From Lady Irlana's face, she was not minding to see Jansen's shabby mansion to go up in flames, but Cyrando patted her on the arm. "Let us move, honey cake. The fire giants are currently amusing themselves with killing the good folk in Saradush."

It was Irlana's turn to blush crimson. She jumped up to her feet and glided past Jan Jansen the Never Silent, leaving Cyrando to scramble out of the pillow trap on his own.

So occupied, Cyrando was the last one to enter the study, which sported a shimmering arch amid the normal clutter. Garrick must have already gotten through, and Coran's boot was melting in the shine. Then his head popped back into view. 

"Sweet pea," the elf said to Irlana, "keep your proud head down. This is a gnome-sized portal, and a bruise on your lovely forehead will spoil this adventure."

"What a gall to call you a sweet pea!" Cyrando muttered to his wife.

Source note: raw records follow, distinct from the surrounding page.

use std::sync::Arc;

use axum::{
    Json, Router,
    extract::Extension,
    http::StatusCode,
    response::IntoResponse,
    routing::get,
};

use crate::app::services::AppServices;
use crate::app::{dto, errors};

pub fn router() -> Router {
    Router::new().route("/", get(list_events))
}

/// Tenant-scoped activity trail: every committed event, oldest first.
pub async fn list_events(
    Extension(services): Extension<Arc<AppServices>>,
    Extension(tenant): Extension<crate::context::TenantContext>,
) -> axum::response::Response {
    match services.events(tenant.tenant_id()) {
        Ok(events) => {
            let items = events
                .into_iter()
                .map(dto::stored_event_to_json)
                .collect::<Vec<_>>();
            (StatusCode::OK, Json(serde_json::json!({ "items": items }))).into_response()
        }
        Err(e) => errors::dispatch_error_to_response(e),
    }
}
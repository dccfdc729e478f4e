//! Tenant/actor extraction middleware.
//!
//! Identity verification is delegated to the upstream gateway; by the time a
//! request reaches this service, `x-tenant-id` and `x-user-id` carry the
//! verified tenant and user. This middleware only parses them into typed
//! request extensions — domain routes never see raw headers.

use axum::{
    extract::Request,
    http::StatusCode,
    middleware::Next,
    response::{IntoResponse, Response},
};

use stockflow_core::{TenantId, UserId};

use crate::app::errors;
use crate::context::{ActorContext, TenantContext};

pub const TENANT_HEADER: &str = "x-tenant-id";
pub const USER_HEADER: &str = "x-user-id";

pub async fn tenant_middleware(mut request: Request, next: Next) -> Response {
    let tenant_id = match header_id::<TenantId>(&request, TENANT_HEADER) {
        Ok(v) => v,
        Err(resp) => return resp,
    };
    let user_id = match header_id::<UserId>(&request, USER_HEADER) {
        Ok(v) => v,
        Err(resp) => return resp,
    };

    request.extensions_mut().insert(TenantContext::new(tenant_id));
    request.extensions_mut().insert(ActorContext::new(user_id));

    next.run(request).await
}

fn header_id<T: std::str::FromStr>(request: &Request, header: &'static str) -> Result<T, Response> {
    let value = request
        .headers()
        .get(header)
        .and_then(|v| v.to_str().ok())
        .ok_or_else(|| {
            errors::json_error(
                StatusCode::UNAUTHORIZED,
                "missing_header",
                format!("{header} header is required"),
            )
            .into_response()
        })?;

    value.parse::<T>().map_err(|_| {
        errors::json_error(
            StatusCode::BAD_REQUEST,
            "invalid_header",
            format!("{header} must be a uuid"),
        )
        .into_response()
    })
}
use axum::http::StatusCode;
use core::str::FromStr;

use crate::app::errors;

/// Parse a path/body id into a typed identifier, or a 400 response.
pub fn parse_id<T: FromStr>(value: &str, what: &'static str) -> Result<T, axum::response::Response> {
    value.parse::<T>().map_err(|_| {
        errors::json_error(
            StatusCode::BAD_REQUEST,
            "invalid_id",
            format!("invalid {what}"),
        )
    })
}

/// Same, for optional ids.
pub fn parse_opt_id<T: FromStr>(
    value: Option<&str>,
    what: &'static str,
) -> Result<Option<T>, axum::response::Response> {
    value.map(|v| parse_id(v, what)).transpose()
}
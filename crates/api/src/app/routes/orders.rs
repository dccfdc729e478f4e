use std::sync::Arc;

use axum::{
    Json, Router,
    extract::{Extension, Path},
    http::StatusCode,
    response::IntoResponse,
    routing::{delete, get, post},
};
use chrono::Utc;
use rust_decimal::Decimal;

use stockflow_core::{AggregateId, CustomerId, ItemId};
use stockflow_inventory::InventoryItemId;
use stockflow_orders::{
    AddLine, ChangeOrderStatus, CreateSalesOrder, PipelineStage, RecordLineQuantity, RemoveLine,
    SalesOrderCommand, SalesOrderId, SalesOrderStatus,
};

use crate::app::routes::common::{parse_id, parse_opt_id};
use crate::app::services::AppServices;
use crate::app::{dto, errors};

pub fn router() -> Router {
    Router::new()
        .route("/", post(create_order).get(list_orders))
        .route("/:id", get(get_order))
        .route("/:id/lines", post(add_line))
        .route("/:id/lines/:line_no", delete(remove_line))
        .route("/:id/status", post(change_status))
        .route("/:id/quantities", post(record_quantity))
}

pub async fn create_order(
    Extension(services): Extension<Arc<AppServices>>,
    Extension(tenant): Extension<crate::context::TenantContext>,
    Json(body): Json<dto::CreateSalesOrderRequest>,
) -> axum::response::Response {
    let customer_id: Option<CustomerId> =
        match parse_opt_id(body.customer_id.as_deref(), "customer id") {
            Ok(v) => v,
            Err(resp) => return resp,
        };

    let agg = AggregateId::new();
    let order_id = SalesOrderId::new(agg);
    let display_id = services.next_display_id("SO");

    let cmd = SalesOrderCommand::CreateSalesOrder(CreateSalesOrder {
        tenant_id: tenant.tenant_id(),
        order_id,
        display_id: display_id.clone(),
        customer_id,
        occurred_at: Utc::now(),
    });

    match services.dispatch_order(tenant.tenant_id(), order_id, cmd) {
        Ok(_) => (
            StatusCode::CREATED,
            Json(serde_json::json!({"id": agg.to_string(), "display_id": display_id})),
        )
            .into_response(),
        Err(e) => errors::dispatch_error_to_response(e),
    }
}

pub async fn add_line(
    Extension(services): Extension<Arc<AppServices>>,
    Extension(tenant): Extension<crate::context::TenantContext>,
    Path(id): Path<String>,
    Json(body): Json<dto::CreateOrderLineRequest>,
) -> axum::response::Response {
    let agg: AggregateId = match parse_id(&id, "order id") {
        Ok(v) => v,
        Err(resp) => return resp,
    };
    let order_id = SalesOrderId::new(agg);

    // Snapshot item master data when an item reference is given; explicit
    // body fields win over the snapshot.
    let item_agg: Option<AggregateId> = match parse_opt_id(body.item_id.as_deref(), "item id") {
        Ok(v) => v,
        Err(resp) => return resp,
    };
    let snapshot = item_agg
        .and_then(|a| services.item_get(tenant.tenant_id(), &InventoryItemId::new(a)));

    let item_name = match body.item_name.or_else(|| snapshot.as_ref().map(|s| s.name.clone())) {
        Some(v) => v,
        None => {
            return errors::json_error(
                StatusCode::BAD_REQUEST,
                "validation_error",
                "item_name is required when no known item_id is given",
            );
        }
    };
    let sku = body.sku.or_else(|| snapshot.as_ref().and_then(|s| s.sku.clone()));
    let unit_price = match body.unit_price.or_else(|| snapshot.as_ref().map(|s| s.unit_price)) {
        Some(v) => v,
        None => {
            return errors::json_error(
                StatusCode::BAD_REQUEST,
                "validation_error",
                "unit_price is required when no known item_id is given",
            );
        }
    };

    let cmd = SalesOrderCommand::AddLine(AddLine {
        tenant_id: tenant.tenant_id(),
        order_id,
        item_id: item_agg.map(|a| ItemId::from_uuid(*a.as_uuid())),
        item_name,
        sku,
        quantity: body.quantity,
        unit_price,
        discount_percent: body.discount_percent.unwrap_or(Decimal::ZERO),
        tax_rate: body.tax_rate.unwrap_or(Decimal::ZERO),
        occurred_at: Utc::now(),
    });

    match services.dispatch_order(tenant.tenant_id(), order_id, cmd) {
        Ok(committed) => (
            StatusCode::OK,
            Json(serde_json::json!({"id": agg.to_string(), "events_committed": committed.len()})),
        )
            .into_response(),
        Err(e) => errors::dispatch_error_to_response(e),
    }
}

pub async fn remove_line(
    Extension(services): Extension<Arc<AppServices>>,
    Extension(tenant): Extension<crate::context::TenantContext>,
    Path((id, line_no)): Path<(String, u32)>,
) -> axum::response::Response {
    let agg: AggregateId = match parse_id(&id, "order id") {
        Ok(v) => v,
        Err(resp) => return resp,
    };
    let order_id = SalesOrderId::new(agg);

    let cmd = SalesOrderCommand::RemoveLine(RemoveLine {
        tenant_id: tenant.tenant_id(),
        order_id,
        line_no,
        occurred_at: Utc::now(),
    });

    match services.dispatch_order(tenant.tenant_id(), order_id, cmd) {
        Ok(_) => StatusCode::NO_CONTENT.into_response(),
        Err(e) => errors::dispatch_error_to_response(e),
    }
}

pub async fn change_status(
    Extension(services): Extension<Arc<AppServices>>,
    Extension(tenant): Extension<crate::context::TenantContext>,
    Path(id): Path<String>,
    Json(body): Json<dto::ChangeStatusRequest>,
) -> axum::response::Response {
    let agg: AggregateId = match parse_id(&id, "order id") {
        Ok(v) => v,
        Err(resp) => return resp,
    };
    let order_id = SalesOrderId::new(agg);

    let next: SalesOrderStatus = match errors::parse_enum(&body.status, "sales order status") {
        Ok(v) => v,
        Err(resp) => return resp,
    };

    let cmd = SalesOrderCommand::ChangeOrderStatus(ChangeOrderStatus {
        tenant_id: tenant.tenant_id(),
        order_id,
        next,
        occurred_at: Utc::now(),
    });

    match services.dispatch_order(tenant.tenant_id(), order_id, cmd) {
        Ok(committed) => (
            StatusCode::OK,
            Json(serde_json::json!({"id": agg.to_string(), "events_committed": committed.len()})),
        )
            .into_response(),
        Err(e) => errors::dispatch_error_to_response(e),
    }
}

pub async fn record_quantity(
    Extension(services): Extension<Arc<AppServices>>,
    Extension(tenant): Extension<crate::context::TenantContext>,
    Path(id): Path<String>,
    Json(body): Json<dto::RecordQuantityRequest>,
) -> axum::response::Response {
    let agg: AggregateId = match parse_id(&id, "order id") {
        Ok(v) => v,
        Err(resp) => return resp,
    };
    let order_id = SalesOrderId::new(agg);

    let stage: PipelineStage = match errors::parse_enum(&body.stage, "pipeline stage") {
        Ok(v) => v,
        Err(resp) => return resp,
    };

    let cmd = SalesOrderCommand::RecordLineQuantity(RecordLineQuantity {
        tenant_id: tenant.tenant_id(),
        order_id,
        line_no: body.line_no,
        stage,
        quantity: body.quantity,
        occurred_at: Utc::now(),
    });

    match services.dispatch_order(tenant.tenant_id(), order_id, cmd) {
        Ok(_) => StatusCode::NO_CONTENT.into_response(),
        Err(e) => errors::dispatch_error_to_response(e),
    }
}

pub async fn get_order(
    Extension(services): Extension<Arc<AppServices>>,
    Extension(tenant): Extension<crate::context::TenantContext>,
    Path(id): Path<String>,
) -> axum::response::Response {
    let agg: AggregateId = match parse_id(&id, "order id") {
        Ok(v) => v,
        Err(resp) => return resp,
    };
    match services.order_get(tenant.tenant_id(), &SalesOrderId::new(agg)) {
        Some(rm) => (StatusCode::OK, Json(dto::sales_order_to_json(rm))).into_response(),
        None => errors::json_error(StatusCode::NOT_FOUND, "not_found", "sales order not found"),
    }
}

pub async fn list_orders(
    Extension(services): Extension<Arc<AppServices>>,
    Extension(tenant): Extension<crate::context::TenantContext>,
) -> axum::response::Response {
    let items = services
        .order_list(tenant.tenant_id())
        .into_iter()
        .map(dto::sales_order_to_json)
        .collect::<Vec<_>>();
    (StatusCode::OK, Json(serde_json::json!({ "items": items }))).into_response()
}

Irlana smiled down at him: "He will tell a cow that she has luxurious breasts, my love. What he really thinks is that I am a small-brained fool in plate mail, but under it, I have what interests him. Hence, sweet pea."

"I will teach him a lesson," Cyrando vowed. 

"Don't bother," Lady Irlana said bending her head down before stepping through the portal, "He heeds no teachers, like every other fool."

Cyrando followed his wife, thinking for the first time the troubled thoughts of a man wed to a beauty. The strange _expression _of Jan Jansen's glistening nose added to Cyrando's misery as he walked through the light, and was on top of a hill overlooking the swarm of fireballs flying high in the sky; the smoking stones of the city walls; the red-and-gold tents pitched in the field below; the huge shapes running around the camp, hoarding the normal-sized folk.

Jan Jansen came through the last, and the portal collapsed behind him.

For a few moments the party stood on the hill overlooking a war.

"Now, now," Jan said to his dazed companions, "There is no need to make your impression of Uncle Scratchy when he pulled out of his vegetable row that turnip with Aunts' Petuania's wedding ring right in the middle of it. Coran, laddie, you go down there and find us a way to sneak in and kill Yaga-Shura."

"I recall that you, Jan, were once employed by Lanny as a burglar," Coran replied lazily. 

"'Tis true, but I have just opened the portal with my amazing magic, which if I may point out is a tougher feat than opening Niece Burrow's cellar doors. And this is not easy, mind you. Why, three strongmen once spend a fortnight trying to get through, only to discover that they should have been pulling, not pushing, and that behind those doors were solid dirt good for nothing but getting worms. You see, Niece Burrow, she had at least twenty faux cellars, and some say that she never head a real one." 

"Coran," Lady Irlana said sternly, "Even you can't be so superficial as to fail to notice that my dear cousin is incapable of stealth."

They all stared at Jan Jansen the Never Silent, resplendid in his adventurer's wear and his mouth hanging half-opened. Upon completing the full survey, Coran shrugged one shoulder and dropped his backpack and silk purple-and-green cape on the ground.

"I take it, he agrees with you for once…" Cyrando commented in wonder, watching Coran kneel and go meticulously through his belongings. He set aside a dagger in a plain sheath, a coil of thin rope, a garrote, a dark bandana and a tacky, golden spiral weighted by an emerald almost the size of Jan's nose. That last Coran used to hold his hair together at the nape of his neck. 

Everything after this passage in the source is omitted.